In 1997, Danish-Norwegian band Aqua released "Barbie Girl", a song about two fashion dolls manufactured by Mattel named Barbie and Ken. The song was a massive success, thrusting the band into worldwide fame. Per Stephen Thomas Erlewine, "Barbie Girl" was an "inexplicable pop culture phenomenon", and Bree Player of Marie Claire Australia wrote it helped solidify the Barbie doll as a cultural icon. However, Mattel reacted negatively to "Barbie Girl" and sued Aqua's US label, MCA Records, claiming the band violated their trademark and the lyrics' sexually suggestive nature stained the company's reputation as a child-friendly brand.

Since the beginning of her career, rapper Nicki Minaj has made the Barbie doll a significant part of her public persona.
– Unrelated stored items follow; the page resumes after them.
//! Core traits for superclass backends.

mod classifier;

pub use classifier::*;
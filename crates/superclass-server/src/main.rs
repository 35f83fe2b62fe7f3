//! superclass-server - REST API server binary.

use std::net::SocketAddr;
use std::sync::Arc;

use superclass_classifiers::{ClassifierFactory, DEFAULT_TIMEOUT};
use superclass_core::{ClassificationPipeline, Settings};
use superclass_extractors::ExtractorRegistry;
use superclass_server::{create_server, AppState, ServerConfig};
use tokio::signal;
use tracing::{error, info};
use tracing_subscriber::{fmt, prelude::*, EnvFilter};

const DEFAULT_LOG_FILTER: &str = "info,superclass=debug";

/// Wait for shutdown signal (Ctrl+C or SIGTERM).
async fn shutdown_signal() {
    let ctrl_c = async {
        if let Err(e) = signal::ctrl_c().await {
            error!(error = %e, "Failed to install Ctrl+C handler");
            std::future::pending::<()>().await;
        }
    };

    #[cfg(unix)]
    let terminate = async {
        match signal::unix::signal(signal::unix::SignalKind::terminate()) {
            Ok(mut stream) => {
                stream.recv().await;
            }
            Err(e) => {
                error!(error = %e, "Failed to install SIGTERM handler");
                std::future::pending::<()>().await;
            }
        }
    };

    #[cfg(not(unix))]
    let terminate = std::future::pending::<()>();

    tokio::select! {
        _ = ctrl_c => {},
        _ = terminate => {},
    }
}

/// `RUST_LOG` wins, then `LOG_LEVEL`, then the default filter.
fn env_filter() -> EnvFilter {
    EnvFilter::try_from_default_env()
        .or_else(|_| {
            std::env::var("LOG_LEVEL")
                .map_err(|e| e.to_string())
                .and_then(|level| EnvFilter::try_new(level).map_err(|e| e.to_string()))
        })
        .unwrap_or_else(|_| EnvFilter::new(DEFAULT_LOG_FILTER))
}

fn init_tracing() {
    let json = std::env::var("LOG_FORMAT").is_ok_and(|format| format.eq_ignore_ascii_case("json"));
    let registry = tracing_subscriber::registry().with(env_filter());

    if json {
        registry.with(fmt::layer().json()).init();
    } else {
        registry.with(fmt::layer()).init();
    }
}

#[tokio::main]
async fn main() -> Result<(), Box<dyn std::error::Error>> {
    // Load environment variables
    dotenvy::dotenv().ok();
    init_tracing();

    let config = ServerConfig::from_env()?;
    let settings = Settings::from_env()?;

    info!(
        upload_dir = %config.upload_dir.display(),
        provider = %settings.provider,
        model = %settings.model.model,
        has_api_key = settings.model.has_api_key(),
        max_cost = config.max_cost,
        max_latency_secs = config.max_latency_secs,
        "Server configuration loaded"
    );

    tokio::fs::create_dir_all(&config.upload_dir).await?;

    let registry = Arc::new(ExtractorRegistry::with_defaults()?);
    let backends = Arc::new(ClassifierFactory::new(DEFAULT_TIMEOUT)?);
    let pipeline = ClassificationPipeline::new(registry, backends);
    info!(formats = ?pipeline.supported_formats(), "Extractors registered");

    let addr: SocketAddr = config.addr().parse()?;
    let app = create_server(AppState::new(pipeline, settings, config));

    info!("Starting superclass-server on {}", addr);
    let listener = tokio::net::TcpListener::bind(addr).await?;

    // Serve with graceful shutdown
    axum::serve(listener, app)
        .with_graceful_shutdown(async {
            shutdown_signal().await;
            info!("Shutdown signal received, draining connections...");
        })
        .await?;

    info!("Server stopped cleanly");
    Ok(())
}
A widely known aspect of her artistry is her use of alter egos, one of whom is named Harajuku Barbie. Through this alter ego, Minaj showcases her feminine, fashion-savvy side with wigs, makeup, and nails that are bright and vibrant in color. Her Barbie image extends to her fanbase's name, the "Barbz", derived from Harajuku Barbie's name. Mattel has interacted with Minaj once: the two worked on a custom-made Harajuku Barbie-inspired doll auctioned for a charity for people affected with HIV/AIDS.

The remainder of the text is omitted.